В городах вновь открываемой нами сакральной Российской Империи, по которой мы робко путешествуем, пусто, но это пока. Вся ее атмосфера полна ожиданием и трепетом. Она знает, что покинувший ее народ, как блудный сын обязательно вернется, нагулявшись, прокутив все, что имел, все, что она ему оставила в наследство, пройдя через лишения, голод и страдания. Он опять придет к ней с покаянием, прося у нее защиты и помощи. И она его примет и простит. Именно это возвращение народа в Российскую империю через обретение веры, будет символизировать и общенародный акт раскаяния, и готовность идти в бой за Отечество в неизбежной, непрекращающейся борьбе с атакующей Хазарией.
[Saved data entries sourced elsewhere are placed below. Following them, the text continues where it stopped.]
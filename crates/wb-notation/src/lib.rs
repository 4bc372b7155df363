//! Dice-notation grammars for Würfelbecher.
//!
//! Chat messages are split into whitespace-delimited tokens; each token is
//! checked against a fixed, ordered set of game-system grammars (standard
//! d-notation, the Shadowrun family, 7th Sea keep and raise rolls, World
//! of Darkness pools, percentile versus rolls). Recognition is purely
//! lexical — this crate extracts typed parameters and leaves range
//! validation to the evaluators.

pub mod matcher;
pub mod spec;
pub mod threshold;

pub use matcher::parse_token;
pub use spec::RollSpec;
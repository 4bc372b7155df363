//! Splitting chat text into tokens and routing them to evaluators.

use tracing::debug;
use wb_notation::parse_token;

use crate::error::EngineResult;
use crate::eval::{self, Evaluation};
use crate::source::RandomSource;

/// Where a chat message came from, as far as the engine cares.
#[derive(Debug, Clone, PartialEq, Eq)]
pub enum MessageOrigin {
    /// A named channel.
    Channel(String),
    /// A direct (private) message.
    Direct,
}

/// Host-supplied configuration: should messages from an origin be scanned
/// at all? The engine consults this but never implements it — the chat
/// host owns its per-channel and per-query toggles.
pub trait EvalPolicy {
    /// Whether automatic evaluation is enabled for this origin.
    fn auto_eval_enabled(&self, origin: &MessageOrigin) -> bool;
}

/// The engine entry point: recognizes dice expressions in free-form text
/// and evaluates them against the owned random source.
#[derive(Debug)]
pub struct Dispatcher<S> {
    source: S,
}

impl<S: RandomSource> Dispatcher<S> {
    /// Build a dispatcher around a random source.
    pub fn new(source: S) -> Self {
        Self { source }
    }

    /// Evaluate every recognized token in `text`.
    ///
    /// Tokens are tried against the grammars in priority order; the first
    /// grammar that matches claims the token. A claimed token whose
    /// parameters are out of bounds contributes nothing, and the rest of
    /// the text is still processed.
    pub fn evaluate(&mut self, text: &str) -> EngineResult<Vec<Evaluation>> {
        let mut results = Vec::new();
        for token in text.split_whitespace() {
            let Some(spec) = parse_token(token) else {
                continue;
            };
            debug!(token, ?spec, "matched");
            if let Some(outcome) = eval::evaluate_spec(&spec, &mut self.source)? {
                results.push(outcome);
            }
        }
        Ok(results)
    }

    /// Render one reply line, or `None` when no token produced a result —
    /// "nothing to say" is not an error.
    pub fn reply(&mut self, text: &str) -> EngineResult<Option<String>> {
        let results = self.evaluate(text)?;
        if results.is_empty() {
            return Ok(None);
        }
        Ok(Some(
            results
                .iter()
                .map(ToString::to_string)
                .collect::<Vec<_>>()
                .join("; "),
        ))
    }

    /// Reply to a message only when the host policy allows its origin.
    pub fn process_message(
        &mut self,
        origin: &MessageOrigin,
        text: &str,
        policy: &dyn EvalPolicy,
    ) -> EngineResult<Option<String>> {
        if !policy.auto_eval_enabled(origin) {
            return Ok(None);
        }
        self.reply(text)
    }
}
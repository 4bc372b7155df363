//! Percentile rolls against an arithmetic threshold.

use serde::{Deserialize, Serialize};
use tracing::debug;
use wb_notation::threshold;

use crate::format::join_comma;
use crate::limits::MAX_ROLLS;
use crate::source::RandomSource;

/// Outcome of `vs(20+30-10)`, optionally repeated.
#[derive(Debug, Clone, Serialize, Deserialize)]
pub struct VersusOutcome {
    /// The evaluated threshold.
    pub threshold: i64,
    /// Raw d100 faces.
    pub rolls: Vec<u32>,
    /// `threshold - roll`, one margin per roll.
    pub margins: Vec<i64>,
}

impl std::fmt::Display for VersusOutcome {
    fn fmt(&self, f: &mut std::fmt::Formatter<'_>) -> std::fmt::Result {
        write!(
            f,
            "{} ({} vs {})",
            join_comma(&self.margins),
            join_comma(&self.rolls),
            self.threshold
        )
    }
}

/// Evaluate a versus roll. Malformed threshold expressions and
/// out-of-range repeat counts yield no result.
pub fn evaluate(repeats: u32, expr: &str, source: &mut dyn RandomSource) -> Option<VersusOutcome> {
    if !(1..=MAX_ROLLS).contains(&repeats) {
        return None;
    }
    let threshold = threshold::evaluate(expr)?;
    let rolls = source.draw(repeats as usize, 100);
    debug!(?rolls, threshold, "percentile");
    let margins = rolls.iter().map(|&roll| threshold - i64::from(roll)).collect();
    Some(VersusOutcome {
        threshold,
        rolls,
        margins,
    })
}
pub fn run(text: &str, seed: Option<u64>, json: bool) -> Result<(), String> {
    let mut dispatcher = super::dispatcher(seed);

    if json {
        let results = dispatcher.evaluate(text).map_err(|e| e.to_string())?;
        let rendered = serde_json::to_string_pretty(&results).map_err(|e| e.to_string())?;
        println!("{rendered}");
        return Ok(());
    }

    if let Some(reply) = dispatcher.reply(text).map_err(|e| e.to_string())? {
        println!("{reply}");
    }
    Ok(())
}
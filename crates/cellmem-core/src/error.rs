use thiserror::Error;

use crate::types::Axis;

/// Canonical result for core.
pub type Result<T> = std::result::Result<T, Error>;

#[derive(Debug, Clone, PartialEq, Eq, Error)]
pub enum Error {
    /// No backend for this axis, or the probe call itself failed. Callers
    /// degrade that axis to Unavailable; it never aborts an interval.
    #[error("{axis} memory backend unavailable: {reason}")]
    BackendUnavailable { axis: Axis, reason: String },

    /// Unsubscribing a hook that was never subscribed (or already removed).
    #[error("unsubscribe had no effect: hooks not subscribed")]
    UnsubscribeNoOp,

    #[error("Invalid configuration: {0}")]
    Config(String),
}

impl Error {
    pub fn host_unavailable(reason: impl Into<String>) -> Self {
        Error::BackendUnavailable {
            axis: Axis::Host,
            reason: reason.into(),
        }
    }

    pub fn device_unavailable(reason: impl Into<String>) -> Self {
        Error::BackendUnavailable {
            axis: Axis::Device,
            reason: reason.into(),
        }
    }
}

impl From<serde_yaml::Error> for Error {
    fn from(e: serde_yaml::Error) -> Self {
        Error::Config(e.to_string())
    }
}
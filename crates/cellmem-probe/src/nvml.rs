//! NVIDIA accelerator memory via NVML.
//!
//! Compiled only with the `nvml` feature. The library handle is initialised
//! once in [`NvmlProbe::new`]; register the probe through
//! [`crate::accelerator::init`] so every session shares it.

use std::sync::Arc;

use nvml_wrapper::error::NvmlError;
use nvml_wrapper::Nvml;

use cellmem_core::error::{Error, Result};
use cellmem_core::id::DeviceHandle;
use cellmem_core::probe::DeviceProbe;

const MB: u64 = 1 << 20;

/// Used memory of one NVIDIA device, in MB.
#[derive(Debug)]
pub struct NvmlProbe {
    nvml: Arc<Nvml>,
    index: u32,
}

impl NvmlProbe {
    /// Initialise NVML and select device 0.
    pub fn new() -> Result<Self> {
        Self::with_index(0)
    }

    /// Initialise NVML and select the device at `index`.
    ///
    /// Fails with [`Error::BackendUnavailable`] when the driver or library is
    /// missing, or when no device exists at `index`.
    pub fn with_index(index: u32) -> Result<Self> {
        let nvml = Nvml::init().map_err(init_error)?;
        let count = nvml
            .device_count()
            .map_err(|e| Error::device_unavailable(format!("device count: {e:?}")))?;
        if index >= count {
            return Err(Error::device_unavailable(format!(
                "no device at index {index} ({count} present)"
            )));
        }
        tracing::info!(devices = count, index, "NVML initialised");
        Ok(Self {
            nvml: Arc::new(nvml),
            index,
        })
    }

    pub fn index(&self) -> u32 {
        self.index
    }

    fn used_on(&self, index: u32) -> Result<u64> {
        let device = self
            .nvml
            .device_by_index(index)
            .map_err(|e| Error::device_unavailable(format!("device {index}: {e:?}")))?;
        let info = device
            .memory_info()
            .map_err(|e| Error::device_unavailable(format!("memory info {index}: {e:?}")))?;
        Ok(info.used / MB)
    }
}

fn init_error(e: NvmlError) -> Error {
    match e {
        NvmlError::DriverNotLoaded | NvmlError::LibraryNotFound => {
            Error::device_unavailable("NVML library or driver not present")
        }
        NvmlError::NoPermission => Error::device_unavailable("no permission to access NVML"),
        other => Error::device_unavailable(format!("NVML init: {other:?}")),
    }
}

impl DeviceProbe for NvmlProbe {
    fn name(&self) -> &str {
        "nvml"
    }

    fn current_device(&self) -> Result<DeviceHandle> {
        self.nvml
            .device_by_index(self.index)
            .map_err(|e| Error::device_unavailable(format!("device {}: {e:?}", self.index)))?;
        Ok(DeviceHandle::new(u64::from(self.index)))
    }

    fn used_mb(&self) -> Result<u64> {
        self.used_on(self.index)
    }

    fn used_mb_fast(&self, handle: DeviceHandle) -> Result<u64> {
        let index = u32::try_from(handle.get())
            .map_err(|_| Error::device_unavailable(format!("bad device handle {handle}")))?;
        self.used_on(index)
    }
}

#[cfg(test)]
mod tests {
    use super::*;

    // Runs on machines with or without a GPU: either a reading or a typed
    // device error, never a panic.
    #[test]
    fn init_reports_typed_outcome() {
        match NvmlProbe::new() {
            Ok(probe) => {
                let handle = probe.current_device().unwrap();
                assert_eq!(handle.get(), 0);
                assert!(probe.used_mb_fast(handle).is_ok());
            }
            Err(e) => assert!(matches!(
                e,
                Error::BackendUnavailable {
                    axis: cellmem_core::types::Axis::Device,
                    ..
                }
            )),
        }
    }

    #[test]
    fn out_of_range_index_is_unavailable() {
        let err = NvmlProbe::with_index(u32::MAX).unwrap_err();
        assert!(matches!(err, Error::BackendUnavailable { .. }));
    }
}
Как замечательно написал Волегов: «Народные вожди и диктаторы приходят и уходят, а народ остается всегда, как остается и имя его родины – Россия. Придет время, когда и это смутное время пройдет, как проходили все другие, и снова народ будет свободен, приняв Божественную силу Церкви Христовой». Это и будет знаменовать наше возвращение в Россию имперскую, в Третий Рим, в Святую Русь.
«Не посрамим земли русской»
С твердою верою в милость Божию
и с непоколебимою уверенностью
в конечной победе будем исполнять
наш святой долг защиты Родины до конца
и не посрамим земли Русской.
Во время одного из многолюдных банкетов генерал русской армии, герой русско-турецкой войны (1877-1878) Михаил Дмитриевич Скобелев выступил со знаменательной речью: «Опыт последних лет убедил нас, – если русский человек случайно вспомнит, что он, благодаря истории, все-таки принадлежит к народу великому и сильному, если, Боже сохрани, тот же человек случайно вспомнит, что русский народ составляет одну семью с племенем славянским, ныне терзаемым и попираемым, тогда в среде доморощенных и заграничных иноплеменников поднимаются вопли негодования, что этот русский человек находится лишь под влиянием причин ненормальных, под влиянием каких-либо вакханалий… Престранное это дело, и почему нашим обществом овладевает какая-то странная робость, когда мы коснемся вопроса для русского сердца вполне законного, являющегося результатом всей нашей тысячелетней истории… Сердце болезненно щемится. Но великим утешением для нас вера и сила исторического призвания России!»